▸ **ASSIGNMENT**
Whenever a line in the entries below contains the string "TelemetrySnapshot", copy that line.

Extracted data entries:
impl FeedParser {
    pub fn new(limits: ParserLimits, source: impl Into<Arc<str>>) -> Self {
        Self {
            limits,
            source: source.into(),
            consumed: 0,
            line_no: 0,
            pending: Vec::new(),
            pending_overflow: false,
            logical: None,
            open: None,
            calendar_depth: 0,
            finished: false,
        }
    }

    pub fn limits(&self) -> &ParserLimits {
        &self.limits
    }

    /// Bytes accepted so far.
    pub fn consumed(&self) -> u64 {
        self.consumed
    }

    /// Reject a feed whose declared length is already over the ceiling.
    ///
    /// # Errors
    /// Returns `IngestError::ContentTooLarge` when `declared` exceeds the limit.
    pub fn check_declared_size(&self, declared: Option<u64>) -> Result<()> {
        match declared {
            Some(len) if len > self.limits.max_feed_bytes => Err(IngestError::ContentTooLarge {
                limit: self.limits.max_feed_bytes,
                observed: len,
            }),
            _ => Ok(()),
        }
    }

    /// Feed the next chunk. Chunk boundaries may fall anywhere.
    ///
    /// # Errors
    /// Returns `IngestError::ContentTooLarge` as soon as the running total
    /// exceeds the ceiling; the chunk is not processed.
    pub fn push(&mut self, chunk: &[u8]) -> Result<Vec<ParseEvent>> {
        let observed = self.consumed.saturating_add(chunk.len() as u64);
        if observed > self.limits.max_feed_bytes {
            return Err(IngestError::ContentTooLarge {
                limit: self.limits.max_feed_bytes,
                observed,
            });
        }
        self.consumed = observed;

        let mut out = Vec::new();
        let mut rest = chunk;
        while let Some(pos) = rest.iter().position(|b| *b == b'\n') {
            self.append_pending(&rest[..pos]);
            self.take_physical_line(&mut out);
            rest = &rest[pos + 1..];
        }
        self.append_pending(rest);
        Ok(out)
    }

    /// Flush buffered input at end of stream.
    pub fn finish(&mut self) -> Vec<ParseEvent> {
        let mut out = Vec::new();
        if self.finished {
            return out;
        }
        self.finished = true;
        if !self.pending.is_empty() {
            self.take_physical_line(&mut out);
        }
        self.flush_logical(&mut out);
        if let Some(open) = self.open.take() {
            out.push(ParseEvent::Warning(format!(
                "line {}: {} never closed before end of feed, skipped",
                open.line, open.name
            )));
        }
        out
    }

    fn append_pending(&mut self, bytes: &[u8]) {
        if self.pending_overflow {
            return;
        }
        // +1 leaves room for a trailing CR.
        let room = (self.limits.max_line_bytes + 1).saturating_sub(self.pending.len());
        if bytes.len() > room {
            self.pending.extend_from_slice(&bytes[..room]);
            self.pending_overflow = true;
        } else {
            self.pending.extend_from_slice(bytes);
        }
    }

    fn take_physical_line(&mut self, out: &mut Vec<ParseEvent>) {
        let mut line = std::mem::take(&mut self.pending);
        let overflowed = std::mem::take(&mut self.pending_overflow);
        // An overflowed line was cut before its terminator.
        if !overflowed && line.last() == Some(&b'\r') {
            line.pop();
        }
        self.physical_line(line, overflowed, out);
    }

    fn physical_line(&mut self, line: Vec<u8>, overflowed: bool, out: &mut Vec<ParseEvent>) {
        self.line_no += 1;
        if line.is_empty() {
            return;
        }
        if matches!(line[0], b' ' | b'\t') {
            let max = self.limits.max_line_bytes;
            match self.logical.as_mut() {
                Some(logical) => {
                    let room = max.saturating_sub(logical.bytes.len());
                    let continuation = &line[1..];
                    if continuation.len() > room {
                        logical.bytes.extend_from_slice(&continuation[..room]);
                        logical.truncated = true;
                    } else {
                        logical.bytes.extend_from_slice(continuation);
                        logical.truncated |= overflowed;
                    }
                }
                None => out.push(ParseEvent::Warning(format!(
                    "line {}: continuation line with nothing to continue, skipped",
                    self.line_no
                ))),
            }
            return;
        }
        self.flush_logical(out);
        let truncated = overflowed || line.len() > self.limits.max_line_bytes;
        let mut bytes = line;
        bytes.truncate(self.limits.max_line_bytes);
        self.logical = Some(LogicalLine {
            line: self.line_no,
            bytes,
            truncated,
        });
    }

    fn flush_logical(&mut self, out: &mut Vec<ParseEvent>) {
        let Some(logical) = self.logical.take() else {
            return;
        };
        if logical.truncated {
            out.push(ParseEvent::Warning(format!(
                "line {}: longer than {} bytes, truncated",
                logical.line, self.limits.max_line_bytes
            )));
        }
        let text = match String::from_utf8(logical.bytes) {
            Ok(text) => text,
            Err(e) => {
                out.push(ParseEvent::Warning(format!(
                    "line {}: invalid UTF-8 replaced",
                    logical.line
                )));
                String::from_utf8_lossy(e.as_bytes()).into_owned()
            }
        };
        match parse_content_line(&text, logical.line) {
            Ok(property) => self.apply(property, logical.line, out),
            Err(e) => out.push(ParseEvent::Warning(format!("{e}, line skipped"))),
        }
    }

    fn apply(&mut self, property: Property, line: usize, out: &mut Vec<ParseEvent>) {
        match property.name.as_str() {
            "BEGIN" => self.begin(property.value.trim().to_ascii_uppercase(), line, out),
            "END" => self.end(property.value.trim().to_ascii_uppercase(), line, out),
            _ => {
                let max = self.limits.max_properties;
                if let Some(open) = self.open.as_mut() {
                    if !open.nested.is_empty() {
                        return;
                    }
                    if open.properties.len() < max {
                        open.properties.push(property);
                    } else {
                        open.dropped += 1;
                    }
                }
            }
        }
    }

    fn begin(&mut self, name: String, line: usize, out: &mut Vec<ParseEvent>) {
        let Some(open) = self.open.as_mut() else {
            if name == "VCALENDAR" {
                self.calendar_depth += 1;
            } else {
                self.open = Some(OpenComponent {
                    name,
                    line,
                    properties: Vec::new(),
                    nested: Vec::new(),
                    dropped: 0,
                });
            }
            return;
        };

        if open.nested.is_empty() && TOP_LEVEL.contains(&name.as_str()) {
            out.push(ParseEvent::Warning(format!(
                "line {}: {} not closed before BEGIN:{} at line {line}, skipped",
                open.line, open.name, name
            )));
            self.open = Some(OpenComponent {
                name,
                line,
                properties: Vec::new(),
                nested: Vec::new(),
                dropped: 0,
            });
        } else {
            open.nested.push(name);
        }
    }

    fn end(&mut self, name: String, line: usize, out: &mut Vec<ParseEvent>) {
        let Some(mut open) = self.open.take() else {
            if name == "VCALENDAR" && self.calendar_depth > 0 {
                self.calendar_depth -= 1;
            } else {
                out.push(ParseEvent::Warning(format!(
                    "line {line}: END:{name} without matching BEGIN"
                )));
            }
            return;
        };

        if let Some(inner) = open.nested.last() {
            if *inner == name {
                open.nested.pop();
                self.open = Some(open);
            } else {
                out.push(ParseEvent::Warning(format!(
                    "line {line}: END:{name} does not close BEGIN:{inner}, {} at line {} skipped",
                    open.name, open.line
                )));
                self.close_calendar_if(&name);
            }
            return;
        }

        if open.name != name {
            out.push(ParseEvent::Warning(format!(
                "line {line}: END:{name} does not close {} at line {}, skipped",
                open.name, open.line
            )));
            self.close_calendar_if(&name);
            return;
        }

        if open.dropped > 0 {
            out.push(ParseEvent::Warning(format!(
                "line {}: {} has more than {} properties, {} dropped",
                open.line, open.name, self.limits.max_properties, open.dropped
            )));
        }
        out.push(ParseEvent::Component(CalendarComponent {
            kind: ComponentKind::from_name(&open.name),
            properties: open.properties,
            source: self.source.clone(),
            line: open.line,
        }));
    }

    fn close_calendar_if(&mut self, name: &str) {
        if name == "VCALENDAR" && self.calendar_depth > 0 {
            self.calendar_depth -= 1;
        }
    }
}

* * *

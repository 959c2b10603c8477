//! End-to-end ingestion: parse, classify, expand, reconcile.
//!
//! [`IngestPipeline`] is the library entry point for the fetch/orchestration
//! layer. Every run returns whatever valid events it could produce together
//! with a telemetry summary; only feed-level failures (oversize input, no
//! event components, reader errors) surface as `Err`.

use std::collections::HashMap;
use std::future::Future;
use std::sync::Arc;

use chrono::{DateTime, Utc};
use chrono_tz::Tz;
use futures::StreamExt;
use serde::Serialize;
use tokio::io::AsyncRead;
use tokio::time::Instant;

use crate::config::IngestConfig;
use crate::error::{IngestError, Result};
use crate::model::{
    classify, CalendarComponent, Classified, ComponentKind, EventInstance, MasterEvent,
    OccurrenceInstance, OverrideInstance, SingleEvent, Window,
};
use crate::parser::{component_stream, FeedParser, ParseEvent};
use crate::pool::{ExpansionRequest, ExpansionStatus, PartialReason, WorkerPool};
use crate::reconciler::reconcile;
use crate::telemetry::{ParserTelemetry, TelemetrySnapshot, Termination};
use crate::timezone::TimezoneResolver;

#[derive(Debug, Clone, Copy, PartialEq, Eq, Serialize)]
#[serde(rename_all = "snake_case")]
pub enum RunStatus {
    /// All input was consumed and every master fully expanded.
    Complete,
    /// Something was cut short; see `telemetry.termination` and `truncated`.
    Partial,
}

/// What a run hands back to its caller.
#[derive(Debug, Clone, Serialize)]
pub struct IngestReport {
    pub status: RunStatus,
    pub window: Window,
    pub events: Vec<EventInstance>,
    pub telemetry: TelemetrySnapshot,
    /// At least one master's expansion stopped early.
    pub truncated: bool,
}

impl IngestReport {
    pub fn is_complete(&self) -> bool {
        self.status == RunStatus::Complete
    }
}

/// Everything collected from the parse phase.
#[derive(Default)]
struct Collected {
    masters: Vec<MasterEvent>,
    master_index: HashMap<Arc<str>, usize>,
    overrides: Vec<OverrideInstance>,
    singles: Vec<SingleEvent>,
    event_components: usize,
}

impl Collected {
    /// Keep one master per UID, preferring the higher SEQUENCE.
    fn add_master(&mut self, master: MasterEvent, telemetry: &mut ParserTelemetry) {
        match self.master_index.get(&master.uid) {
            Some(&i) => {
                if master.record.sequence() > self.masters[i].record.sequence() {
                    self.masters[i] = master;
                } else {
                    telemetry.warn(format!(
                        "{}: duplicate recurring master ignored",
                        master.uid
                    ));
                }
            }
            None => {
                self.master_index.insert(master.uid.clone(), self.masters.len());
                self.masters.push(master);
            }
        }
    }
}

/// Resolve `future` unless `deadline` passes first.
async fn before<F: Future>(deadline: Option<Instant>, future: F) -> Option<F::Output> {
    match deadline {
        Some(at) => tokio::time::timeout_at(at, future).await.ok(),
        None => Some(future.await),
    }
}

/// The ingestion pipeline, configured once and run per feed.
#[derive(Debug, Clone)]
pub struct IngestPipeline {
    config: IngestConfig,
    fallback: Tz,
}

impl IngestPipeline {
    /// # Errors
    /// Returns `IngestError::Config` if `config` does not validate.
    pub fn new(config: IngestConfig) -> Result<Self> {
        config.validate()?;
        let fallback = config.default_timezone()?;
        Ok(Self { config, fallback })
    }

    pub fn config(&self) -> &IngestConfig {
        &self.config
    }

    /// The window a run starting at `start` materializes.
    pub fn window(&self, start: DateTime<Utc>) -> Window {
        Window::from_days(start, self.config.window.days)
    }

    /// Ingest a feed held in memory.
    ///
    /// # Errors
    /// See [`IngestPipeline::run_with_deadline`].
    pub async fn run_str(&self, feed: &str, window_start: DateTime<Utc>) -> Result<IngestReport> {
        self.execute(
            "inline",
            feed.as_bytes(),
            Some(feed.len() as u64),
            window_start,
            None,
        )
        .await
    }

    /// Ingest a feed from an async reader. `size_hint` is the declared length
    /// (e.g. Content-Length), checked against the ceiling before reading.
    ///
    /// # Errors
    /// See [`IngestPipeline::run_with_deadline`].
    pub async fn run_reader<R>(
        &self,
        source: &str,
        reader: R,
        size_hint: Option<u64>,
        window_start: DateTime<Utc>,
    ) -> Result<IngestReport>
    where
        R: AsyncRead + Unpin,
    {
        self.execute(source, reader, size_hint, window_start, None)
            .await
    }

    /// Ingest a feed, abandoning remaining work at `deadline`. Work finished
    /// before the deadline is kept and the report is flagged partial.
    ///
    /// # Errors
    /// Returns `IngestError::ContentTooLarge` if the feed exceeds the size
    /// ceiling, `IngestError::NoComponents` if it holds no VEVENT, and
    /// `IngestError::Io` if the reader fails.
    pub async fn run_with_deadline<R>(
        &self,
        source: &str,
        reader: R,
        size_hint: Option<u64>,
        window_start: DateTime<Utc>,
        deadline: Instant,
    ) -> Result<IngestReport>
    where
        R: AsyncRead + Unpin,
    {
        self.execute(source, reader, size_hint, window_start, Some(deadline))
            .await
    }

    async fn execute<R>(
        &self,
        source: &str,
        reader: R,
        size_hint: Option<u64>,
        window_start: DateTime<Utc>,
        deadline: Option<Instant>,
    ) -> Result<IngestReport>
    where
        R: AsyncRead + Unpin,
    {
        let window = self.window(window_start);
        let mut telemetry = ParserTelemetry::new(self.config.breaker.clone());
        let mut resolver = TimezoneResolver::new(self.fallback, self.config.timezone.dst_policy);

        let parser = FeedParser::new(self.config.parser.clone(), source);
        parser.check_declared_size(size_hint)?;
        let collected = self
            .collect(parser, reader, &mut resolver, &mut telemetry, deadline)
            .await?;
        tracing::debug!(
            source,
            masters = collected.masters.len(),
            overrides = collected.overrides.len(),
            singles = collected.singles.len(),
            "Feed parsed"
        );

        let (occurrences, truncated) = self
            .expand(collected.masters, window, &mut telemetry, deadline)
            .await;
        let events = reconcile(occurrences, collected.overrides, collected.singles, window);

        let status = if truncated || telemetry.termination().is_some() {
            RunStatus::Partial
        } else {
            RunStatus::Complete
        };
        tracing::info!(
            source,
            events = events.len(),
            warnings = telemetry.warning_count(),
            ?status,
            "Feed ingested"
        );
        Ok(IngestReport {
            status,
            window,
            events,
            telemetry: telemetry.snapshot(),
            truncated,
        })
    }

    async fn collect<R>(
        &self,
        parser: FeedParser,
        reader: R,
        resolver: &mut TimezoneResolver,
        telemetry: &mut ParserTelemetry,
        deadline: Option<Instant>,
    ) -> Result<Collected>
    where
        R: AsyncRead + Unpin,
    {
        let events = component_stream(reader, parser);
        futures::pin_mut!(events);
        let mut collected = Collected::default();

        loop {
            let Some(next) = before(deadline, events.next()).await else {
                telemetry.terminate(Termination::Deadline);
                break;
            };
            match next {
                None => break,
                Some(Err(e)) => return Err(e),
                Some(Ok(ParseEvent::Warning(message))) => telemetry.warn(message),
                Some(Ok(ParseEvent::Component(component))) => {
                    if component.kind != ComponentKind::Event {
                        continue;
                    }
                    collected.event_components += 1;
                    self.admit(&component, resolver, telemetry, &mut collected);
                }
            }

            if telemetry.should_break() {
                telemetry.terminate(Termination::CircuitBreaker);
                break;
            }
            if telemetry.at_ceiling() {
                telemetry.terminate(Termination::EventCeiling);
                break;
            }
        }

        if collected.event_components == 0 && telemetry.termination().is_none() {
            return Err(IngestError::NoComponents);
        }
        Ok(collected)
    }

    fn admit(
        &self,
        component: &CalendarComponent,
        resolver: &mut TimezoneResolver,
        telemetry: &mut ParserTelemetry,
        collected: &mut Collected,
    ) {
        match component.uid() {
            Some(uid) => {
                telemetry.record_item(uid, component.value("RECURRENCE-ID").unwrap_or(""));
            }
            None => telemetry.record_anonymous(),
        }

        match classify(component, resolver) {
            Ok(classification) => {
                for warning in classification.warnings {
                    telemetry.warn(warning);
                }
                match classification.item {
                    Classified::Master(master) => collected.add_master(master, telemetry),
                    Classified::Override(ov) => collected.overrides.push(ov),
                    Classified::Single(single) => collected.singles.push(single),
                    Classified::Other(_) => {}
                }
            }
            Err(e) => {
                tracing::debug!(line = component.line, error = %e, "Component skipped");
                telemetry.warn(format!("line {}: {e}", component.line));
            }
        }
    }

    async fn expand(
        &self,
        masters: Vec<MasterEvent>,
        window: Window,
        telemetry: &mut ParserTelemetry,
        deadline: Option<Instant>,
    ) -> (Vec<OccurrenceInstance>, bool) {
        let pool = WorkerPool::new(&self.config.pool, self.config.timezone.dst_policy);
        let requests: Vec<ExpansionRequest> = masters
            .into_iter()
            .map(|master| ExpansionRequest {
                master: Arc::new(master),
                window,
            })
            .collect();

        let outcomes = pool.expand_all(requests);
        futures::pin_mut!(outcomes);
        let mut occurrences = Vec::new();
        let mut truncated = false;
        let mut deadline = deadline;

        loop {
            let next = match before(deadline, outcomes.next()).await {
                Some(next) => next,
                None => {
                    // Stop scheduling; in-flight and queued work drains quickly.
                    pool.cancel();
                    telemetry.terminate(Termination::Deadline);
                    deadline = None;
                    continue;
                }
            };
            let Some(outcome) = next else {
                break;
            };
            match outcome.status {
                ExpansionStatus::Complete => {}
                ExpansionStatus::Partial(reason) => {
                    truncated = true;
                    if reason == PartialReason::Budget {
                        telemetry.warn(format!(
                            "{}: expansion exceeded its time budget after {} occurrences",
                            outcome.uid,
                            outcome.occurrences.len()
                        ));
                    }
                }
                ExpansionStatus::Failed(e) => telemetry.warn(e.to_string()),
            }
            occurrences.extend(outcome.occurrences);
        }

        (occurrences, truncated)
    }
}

▸ **WRITTEN SOLUTION**
use crate::telemetry::{ParserTelemetry, TelemetrySnapshot, Termination};
    pub telemetry: TelemetrySnapshot,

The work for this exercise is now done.